La deuxième partie, qui fait environ 150 pages, voit Lachaud traverser de façon chronologique les sorties qu’il considère les plus emblématiques de l’éditeur. Il s’agit moins ici de parler éditions vidéo et distribution en salles que de partir du catalogue de l’éditeur pour analyser artistiquement les films sortis par Potemkine, en agrémentant parfois ces analyses d’entretiens avec les cinéastes concernés (Korine, Hadzihalilovic, Gonzalez, etc). Le lien est parfois fait avec le travail éditorial, le positionnement du film dans le catalogue Potemkine, ou l’inclusion de tel ou tel supplément, mais le plus souvent, il s’agit de critiques artistiques des oeuvres éditées. Il n’empêche qu’en traversant 12 ans d’éditions vidéo de cette façon condensée, Lachaud fait ressortir en filigrane le fil conducteur de l’éditeur, tisse des liens, trace le cadre de ce qui intéresse particulièrement l’éditeur au point de vouloir travailler dessus. On pourra, à la rigueur, reprocher peut-être une certaine superficialité de certaines analyses, la faute à la structure même en multiples petites analyses, mais cela permet aussi de rapidement passer à la suivante quand il s’agit d’une oeuvre qui nous intéresse moins ou que le propos de Lachaud se fait un peu moins nouveau.

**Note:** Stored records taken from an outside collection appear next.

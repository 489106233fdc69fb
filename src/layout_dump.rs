use crate::compress::CompressionStats;
use crate::layout::{RenderFrame, RunState};
use crate::network::Network;
use serde::Serialize;
use std::fs::File;
use std::io::BufWriter;
use std::path::Path;

#[derive(Debug, Serialize)]
pub struct LayoutDump {
    pub tick: u64,
    pub state: RunState,
    pub width: f32,
    pub height: f32,
    pub stats: CompressionStats,
    pub nodes: Vec<NodeDump>,
    pub edges: Vec<EdgeDump>,
    pub clusters: Vec<ClusterDump>,
}

#[derive(Debug, Serialize)]
pub struct NodeDump {
    pub id: String,
    pub kind: String,
    pub type_tag: String,
    pub x: f32,
    pub y: f32,
    pub radius: f32,
    pub outer_radius: f32,
    pub pinned: bool,
}

#[derive(Debug, Serialize)]
pub struct EdgeDump {
    pub link_id: String,
    pub source: String,
    pub target: String,
    pub relation: String,
    pub hotspot: Option<usize>,
    pub start: [f32; 2],
    pub control: [f32; 2],
    pub end: [f32; 2],
    pub t: f32,
    /// Arc length of the whole curve.
    pub length: f32,
    /// Arc length from `start` to the label, for text laid along the path.
    pub label_offset: f32,
}

#[derive(Debug, Serialize)]
pub struct ClusterDump {
    pub type_tag: String,
    pub members: Vec<String>,
}

impl LayoutDump {
    pub fn from_frame(frame: &RenderFrame, stats: CompressionStats) -> Self {
        let nodes = frame
            .nodes
            .iter()
            .map(|node| NodeDump {
                id: node.id.clone(),
                kind: format!("{:?}", node.kind),
                type_tag: node.type_tag.to_string(),
                x: node.x,
                y: node.y,
                radius: node.radius,
                outer_radius: node.outer_radius,
                pinned: node.pinned,
            })
            .collect();

        let edges = frame
            .edges
            .iter()
            .map(|edge| EdgeDump {
                link_id: edge.link_id.clone(),
                source: edge.source_id.clone(),
                target: edge.target_id.clone(),
                relation: edge.relation_tag.clone(),
                hotspot: edge.hotspot,
                start: edge.curve.start.to_array(),
                control: edge.curve.control.to_array(),
                end: edge.curve.end.to_array(),
                t: edge.curve.t,
                length: edge.curve.length_until(1.0),
                label_offset: edge.curve.length_until(edge.curve.t),
            })
            .collect();

        LayoutDump {
            tick: frame.tick,
            state: frame.state,
            width: frame.width,
            height: frame.height,
            stats,
            nodes,
            edges,
            clusters: Vec::new(),
        }
    }

    pub fn from_network(network: &Network) -> Self {
        let mut dump = Self::from_frame(&network.frame(), network.stats());
        dump.clusters = network
            .graph()
            .nodes()
            .iter()
            .filter(|node| node.is_cluster())
            .map(|node| ClusterDump {
                type_tag: node.type_tag.to_string(),
                members: network
                    .clusters()
                    .members(&node.type_tag)
                    .iter()
                    .map(|member| member.id.clone())
                    .collect(),
            })
            .collect();
        dump
    }
}

pub fn write_layout_dump(path: &Path, network: &Network) -> anyhow::Result<()> {
    let file = File::create(path)?;
    let writer = BufWriter::new(file);
    let dump = LayoutDump::from_network(network);
    serde_json::to_writer_pretty(writer, &dump)?;
    Ok(())
}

Enfin, la troisième partie, d’environ 60 pages, est une compilation de 18 « tops 5 » détaillés d’éditions Potemkine, choisis par des intervenants plus (Bouaziz, Noémie Moreau, Natacha Missoffe, agnès b., etc) ou moins (Gaspar Noé, Bertrand Mandico) directement liés à l’éditeur. Dans cette partie aussi, les discours sont plus souvent liés aux films eux-mêmes qu’au travail éditorial, même si les employés font logiquement plus souvent le lien avec leur travail sur ces sorties. Si là aussi, certaines analyses s’avèrent très brèves, la multiplicité des intervenants permet des angles d’approches suffisamment variés et évitant les redondances d’un top à un autre, même quand la même édition est choisie.
A la fin de cette lecture, on ne peut s’empêcher d’avoir l’impression, comme le sous-titre du livre l’indique, d’avoir traversé « une aventure du DVD en France », un travail encore trop rare, pour ne pas dire unique, et permettant d’approcher l’immensité du cinéma et des oeuvres le composant à travers le prisme du travail éditorial d’un de ses passeurs. Si le format aurait sans doute mérité de consacrer un peu de pages aux oeuvres et un peu plus au travail éditorial en lui-même, la sensation reste celle d’avoir mieux saisi à la fois ce qui anime l’équipe de l’éditeur et la cohérence des choix effectués dans le corpus mis à disposition.
Potemkine et le cinéma halluciné, par Maxime Lachaud. 350 pages. Paru le 20 novembre 2020 chez Rouge Profond. 45€.